ER tidak menyaring untuk PTSD kecuali dalam kasus-kasus trauma fisik yang jelas, kata sebuah penelitian baru

SUMBER: UPI - Hampir setengah dari remaja yang pergi ke kamar darurat melaporkan kekerasan teman sebaya dan cyberbullying, dan seperempat memiliki gejala yang konsisten dengan gangguan stres pasca-trauma, menurut sebuah studi baru.

Penelitian ini dilakukan di Rumah Sakit Anak Hasbro di Jakarta Rhode Island, menemukan perawatan ruang gawat darurat tidak menyaring PTSD kecuali dalam kasus trauma fisik yang jelas - yang menurut para peneliti dapat memungkinkan remaja yang membutuhkan kesehatan mental jatuh melalui celah-celah.

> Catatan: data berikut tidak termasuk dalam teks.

//! Element counts and geometry statistics of a document.

use std::{fmt, ops::Sub};

use gltf::json::{
    self,
    mesh::{Mode, Semantic},
    validation::Checked,
};
use serde::Serialize;

use crate::document::Document;

/// Length of every resource array.
#[derive(Debug, Clone, Copy, Default, PartialEq, Eq, Serialize)]
pub struct ResourceCounts {
    pub accessors: usize,
    pub animations: usize,
    pub buffers: usize,
    pub buffer_views: usize,
    pub cameras: usize,
    pub images: usize,
    pub materials: usize,
    pub meshes: usize,
    pub nodes: usize,
    pub samplers: usize,
    pub scenes: usize,
    pub skins: usize,
    pub textures: usize,
}

impl ResourceCounts {
    pub fn of(doc: &Document) -> Self {
        let root = &doc.root;
        Self {
            accessors: root.accessors.len(),
            animations: root.animations.len(),
            buffers: root.buffers.len(),
            buffer_views: root.buffer_views.len(),
            cameras: root.cameras.len(),
            images: root.images.len(),
            materials: root.materials.len(),
            meshes: root.meshes.len(),
            nodes: root.nodes.len(),
            samplers: root.samplers.len(),
            scenes: root.scenes.len(),
            skins: root.skins.len(),
            textures: root.textures.len(),
        }
    }

    fn entries(&self) -> [((&'static str, &'static str), usize); 13] {
        [
            (("accessor", "accessors"), self.accessors),
            (("animation", "animations"), self.animations),
            (("buffer", "buffers"), self.buffers),
            (("buffer view", "buffer views"), self.buffer_views),
            (("camera", "cameras"), self.cameras),
            (("image", "images"), self.images),
            (("material", "materials"), self.materials),
            (("mesh", "meshes"), self.meshes),
            (("node", "nodes"), self.nodes),
            (("sampler", "samplers"), self.samplers),
            (("scene", "scenes"), self.scenes),
            (("skin", "skins"), self.skins),
            (("texture", "textures"), self.textures),
        ]
    }

    pub fn total(&self) -> usize {
        self.entries().iter().map(|(_, count)| count).sum()
    }
}

/// Saturating per-array difference.
impl Sub for ResourceCounts {
    type Output = Self;

    fn sub(self, rhs: Self) -> Self {
        Self {
            accessors: self.accessors.saturating_sub(rhs.accessors),
            animations: self.animations.saturating_sub(rhs.animations),
            buffers: self.buffers.saturating_sub(rhs.buffers),
            buffer_views: self.buffer_views.saturating_sub(rhs.buffer_views),
            cameras: self.cameras.saturating_sub(rhs.cameras),
            images: self.images.saturating_sub(rhs.images),
            materials: self.materials.saturating_sub(rhs.materials),
            meshes: self.meshes.saturating_sub(rhs.meshes),
            nodes: self.nodes.saturating_sub(rhs.nodes),
            samplers: self.samplers.saturating_sub(rhs.samplers),
            scenes: self.scenes.saturating_sub(rhs.scenes),
            skins: self.skins.saturating_sub(rhs.skins),
            textures: self.textures.saturating_sub(rhs.textures),
        }
    }
}

/// Lists the non-zero arrays in field order, e.g. `1 mesh, 3 nodes`.
impl fmt::Display for ResourceCounts {
    fn fmt(&self, f: &mut fmt::Formatter<'_>) -> fmt::Result {
        let mut first = true;
        for ((singular, plural), count) in self.entries() {
            if count == 0 {
                continue;
            }
            if !first {
                f.write_str(", ")?;
            }
            first = false;
            let label = if count == 1 { singular } else { plural };
            write!(f, "{count} {label}")?;
        }
        if first {
            f.write_str("nothing")?;
        }
        Ok(())
    }
}

#[derive(Debug, Clone, Copy, Default, PartialEq, Eq, Serialize)]
pub struct Stats {
    pub counts: ResourceCounts,
    pub primitives: usize,
    /// Sum of the POSITION counts of every primitive.
    pub vertices: usize,
    pub indices: usize,
    pub triangles: usize,
    pub buffer_bytes: usize,
}

/// Drawn elements: index count, or vertex count when non-indexed.
fn element_count(doc: &Document, primitive: &json::mesh::Primitive) -> (usize, usize) {
    let count = |accessor: json::Index<json::Accessor>| {
        doc.root
            .accessors
            .get(accessor.value())
            .map_or(0, |accessor| accessor.count.0 as usize)
    };
    let vertices = primitive
        .attributes
        .get(&Checked::Valid(Semantic::Positions))
        .map_or(0, |&position| count(position));
    let elements = primitive.indices.map_or(vertices, count);
    (vertices, elements)
}

pub fn triangle_count(mode: &Checked<Mode>, elements: usize) -> usize {
    match mode {
        Checked::Valid(Mode::Triangles) => elements / 3,
        Checked::Valid(Mode::TriangleStrip | Mode::TriangleFan) => elements.saturating_sub(2),
        _ => 0,
    }
}

impl Stats {
    /// Reads counts from accessor metadata only, so compressed primitives
    /// are counted too.
    pub fn of(doc: &Document) -> Self {
        let mut stats = Self {
            counts: ResourceCounts::of(doc),
            buffer_bytes: doc.buffers.iter().map(Vec::len).sum(),
            ..Default::default()
        };
        for primitive in doc.root.meshes.iter().flat_map(|mesh| &mesh.primitives) {
            let (vertices, elements) = element_count(doc, primitive);
            stats.primitives += 1;
            stats.vertices += vertices;
            if primitive.indices.is_some() {
                stats.indices += elements;
            }
            stats.triangles += triangle_count(&primitive.mode, elements);
        }
        stats
    }
}

impl fmt::Display for Stats {
    fn fmt(&self, f: &mut fmt::Formatter<'_>) -> fmt::Result {
        writeln!(f, "Resources: {}", self.counts)?;
        writeln!(
            f,
            "Geometry: {} primitives, {} vertices, {} indices, {} triangles",
            self.primitives, self.vertices, self.indices, self.triangles
        )?;
        writeln!(f, "Buffers: {} bytes", self.buffer_bytes)
    }
}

Penelitian sebelumnya telah menunjukkan ERS layar remaja dan remaja untuk gangguan kejiwaan, meskipun peneliti mengatakan ada kurangnya pengetahuan tentang bagaimana PTSD memanifestasikan dirinya di remaja karena bullying, kekerasan dan paparan lingkungan terhadap alkohol dan obat-obatan.

Satu kelompok dokter anak, American Association of Pediatrics, mengeluarkan rekomendasi pada bulan Januari semua anak akan diperiksa setiap tahun untuk depresi mulai usia 11, setidaknya sebagian karena meningkatnya kasus bunuh diri di kalangan remaja dalam beberapa tahun terakhir.

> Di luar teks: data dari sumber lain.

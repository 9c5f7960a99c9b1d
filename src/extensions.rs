//! Access to the few glTF extensions the graph passes have to understand.
//!
//! Extension objects are kept as opaque JSON by `gltf::json`; these helpers
//! round-trip them through `serde_json` so the passes never depend on which
//! typed extension fields are compiled in.

use gltf::json;
use serde::{Serialize, de::DeserializeOwned};
use serde_json::{Map, Value};

use crate::error::Result;

pub const DRACO_MESH_COMPRESSION: &str = "KHR_draco_mesh_compression";
pub const MATERIALS_UNLIT: &str = "KHR_materials_unlit";

/// Texture extensions that point at an alternative source image.
pub const TEXTURE_SOURCES: [&str; 4] = [
    "KHR_texture_basisu",
    "EXT_texture_webp",
    "EXT_texture_avif",
    "MSFT_texture_dds",
];

pub fn to_object<T: Serialize>(extensions: &Option<T>) -> Map<String, Value> {
    match serde_json::to_value(extensions) {
        Ok(Value::Object(object)) => object,
        _ => Map::new(),
    }
}

fn from_object<T: DeserializeOwned>(object: Map<String, Value>) -> Result<Option<T>> {
    if object.is_empty() {
        return Ok(None);
    }
    Ok(Some(serde_json::from_value(Value::Object(object))?))
}

/// Stable text form of an extension block, used inside equivalence keys.
pub fn canonical<T: Serialize>(extensions: &Option<T>) -> String {
    let object = to_object(extensions);
    if object.is_empty() {
        return String::new();
    }
    Value::Object(object).to_string()
}

fn index_field(object: &Map<String, Value>, extension: &str, field: &str) -> Option<usize> {
    object
        .get(extension)?
        .get(field)?
        .as_u64()
        .map(|index| index as usize)
}

/// Rewrites `extension.field`, or removes the extension when `index` is
/// `None`. Blocks without the extension are left as they are.
fn set_index_field<T: Serialize + DeserializeOwned>(
    extensions: &mut Option<T>,
    extension: &str,
    field: &str,
    index: Option<usize>,
) -> Result<()> {
    let mut object = to_object(extensions);
    match index {
        Some(index) => match object.get_mut(extension) {
            Some(Value::Object(block)) => {
                block.insert(field.to_string(), Value::from(index));
            }
            _ => return Ok(()),
        },
        None => {
            if object.remove(extension).is_none() {
                return Ok(());
            }
        }
    }
    *extensions = from_object(object)?;
    Ok(())
}

/// Buffer view holding a primitive's compressed geometry, if it has one.
pub fn draco_buffer_view(primitive: &json::mesh::Primitive) -> Option<usize> {
    index_field(
        &to_object(&primitive.extensions),
        DRACO_MESH_COMPRESSION,
        "bufferView",
    )
}

pub fn set_draco_buffer_view(
    primitive: &mut json::mesh::Primitive,
    view: Option<usize>,
) -> Result<()> {
    set_index_field(
        &mut primitive.extensions,
        DRACO_MESH_COMPRESSION,
        "bufferView",
        view,
    )
}

/// `(extension, image)` for every alternative source a texture declares.
pub fn texture_sources(texture: &json::Texture) -> Vec<(&'static str, usize)> {
    let object = to_object(&texture.extensions);
    if object.is_empty() {
        return Vec::new();
    }
    TEXTURE_SOURCES
        .into_iter()
        .filter_map(|extension| Some((extension, index_field(&object, extension, "source")?)))
        .collect()
}

pub fn set_texture_source(
    texture: &mut json::Texture,
    extension: &str,
    image: Option<usize>,
) -> Result<()> {
    set_index_field(&mut texture.extensions, extension, "source", image)
}

/// `(texture, uv set)` of a texture-info object: a `*Texture` member
/// holding an integer `index`.
fn texture_info(key: &str, value: &Value) -> Option<(usize, u32)> {
    if !key.ends_with("Texture") {
        return None;
    }
    let index = value.get("index")?.as_u64()?;
    let tex_coord = value.get("texCoord").and_then(Value::as_u64).unwrap_or(0);
    Some((index as usize, tex_coord as u32))
}

fn collect_texture_infos(value: &Value, found: &mut Vec<(usize, u32)>) {
    match value {
        Value::Object(object) => {
            for (key, value) in object {
                match texture_info(key, value) {
                    Some(info) => found.push(info),
                    None => collect_texture_infos(value, found),
                }
            }
        }
        Value::Array(items) => {
            for item in items {
                collect_texture_infos(item, found);
            }
        }
        _ => {}
    }
}

/// `(texture, uv set)` of every texture info nested in a material's
/// extensions: `clearcoatTexture`, `sheenColorTexture`, `thicknessTexture`
/// and the like.
pub fn material_textures(material: &json::Material) -> Vec<(usize, u32)> {
    let mut found = Vec::new();
    for value in to_object(&material.extensions).values() {
        collect_texture_infos(value, &mut found);
    }
    found
}

fn retarget_texture_infos(value: &mut Value, texture: &impl Fn(usize) -> Option<usize>) -> bool {
    let mut changed = false;
    match value {
        Value::Object(object) => {
            let mut lost = Vec::new();
            for (key, value) in object.iter_mut() {
                let Some((index, _)) = texture_info(key, value) else {
                    changed |= retarget_texture_infos(value, texture);
                    continue;
                };
                match texture(index) {
                    Some(new) if new == index => {}
                    Some(new) => {
                        value["index"] = Value::from(new);
                        changed = true;
                    }
                    None => lost.push(key.clone()),
                }
            }
            for key in lost {
                object.remove(&key);
                changed = true;
            }
        }
        Value::Array(items) => {
            for item in items {
                changed |= retarget_texture_infos(item, texture);
            }
        }
        _ => {}
    }
    changed
}

/// Rewrites the texture indices listed by [material_textures]. A texture
/// info whose texture maps to `None` is removed, like a core slot.
pub fn remap_material_textures(
    material: &mut json::Material,
    texture: impl Fn(usize) -> Option<usize>,
) -> Result<()> {
    let mut object = to_object(&material.extensions);
    let mut changed = false;
    for value in object.values_mut() {
        changed |= retarget_texture_infos(value, &texture);
    }
    if changed {
        material.extensions = from_object(object)?;
    }
    Ok(())
}

pub fn is_unlit(material: &json::Material) -> bool {
    to_object(&material.extensions).contains_key(MATERIALS_UNLIT)
}

/// Whether a node carries custom metadata in `extras`.
pub fn has_extras(node: &json::Node) -> bool {
    node.extras
        .as_ref()
        .is_some_and(|raw| !matches!(raw.get().trim(), "" | "{}" | "null"))
}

Rekomendasi tersebut sejalan dengan penelitian baru, yang menemukan beberapa remaja yang melaporkan gejala PTSD telah menerima perawatan kesehatan mental apa pun pada tahun sebelumnya.

"Literatur yang ada tentang PTSD pada pasien darurat remaja menggambarkan perkembangannya setelah serangan akut atau kecelakaan kendaraan bermotor," Dr. Megan Ranney, seorang peneliti di Hasbro Children's Hospital dan profesor di Brown University, mengatakan dalam sebuahtekan rilis. “Tapi, penelitian ini menyoroti perlunya upaya yang ditingkatkan pada evaluasi kesehatan mental yang lebih standar, bahkan mungkin skrining untuk PTSD terlepas dari alasan kunjungan remaja ke unit gawat darurat.”

Untuk belajar, diterbitkan di Rumah Sakit Umum PsikiatriPara peneliti mensurvei remaja 353 antara usia 13 dan 17 mencari perawatan di ruang gawat darurat antara 2013 Agustus dan 2014 Maret menggunakan langkah-langkah self-report yang divalidasi untuk melacak gejala kesehatan mental, eksposur kekerasan, dan perilaku berisiko.

Di antara remaja, 46.5 persen melaporkan kekerasan rekan fisik, 46.7 persen melaporkan penindasan maya, dan 58.9 persen melaporkan paparan terhadap kekerasan masyarakat. Banyak dari eksposur, reaksi dan gejala yang dijelaskan oleh remaja selama survei konsisten dengan PTSD, para peneliti melaporkan.

Hampir seperempat dari remaja - 23.2 persen - melaporkan gejala PTSD, dengan 13.9 persen memiliki gejala depresi sedang atau lebih tinggi dan 11.3 persen memikirkan bunuh diri pada tahun sebelumnya.

Para peneliti mengatakan studi tersebut menyoroti lebih banyak remaja yang menderita PTSD yang tidak didiagnosis atau diobati, yang meningkatkan risiko dampak negatif jangka panjang pada kualitas hidup, di antara efek lainnya.

"Hasil ini harus berfungsi sebagai pengingat kepada orang tua, sekolah dan dokter bahwa masalah ini lazim di komunitas kami," kata Ranney. "Studi ini juga menyoroti bahwa remaja dengan riwayat cyberbullying atau kekerasan sebaya lebih cenderung mengalami PTSD, yang merupakan penyakit yang sangat dapat diobati jika diidentifikasi dan ditangani dengan tepat."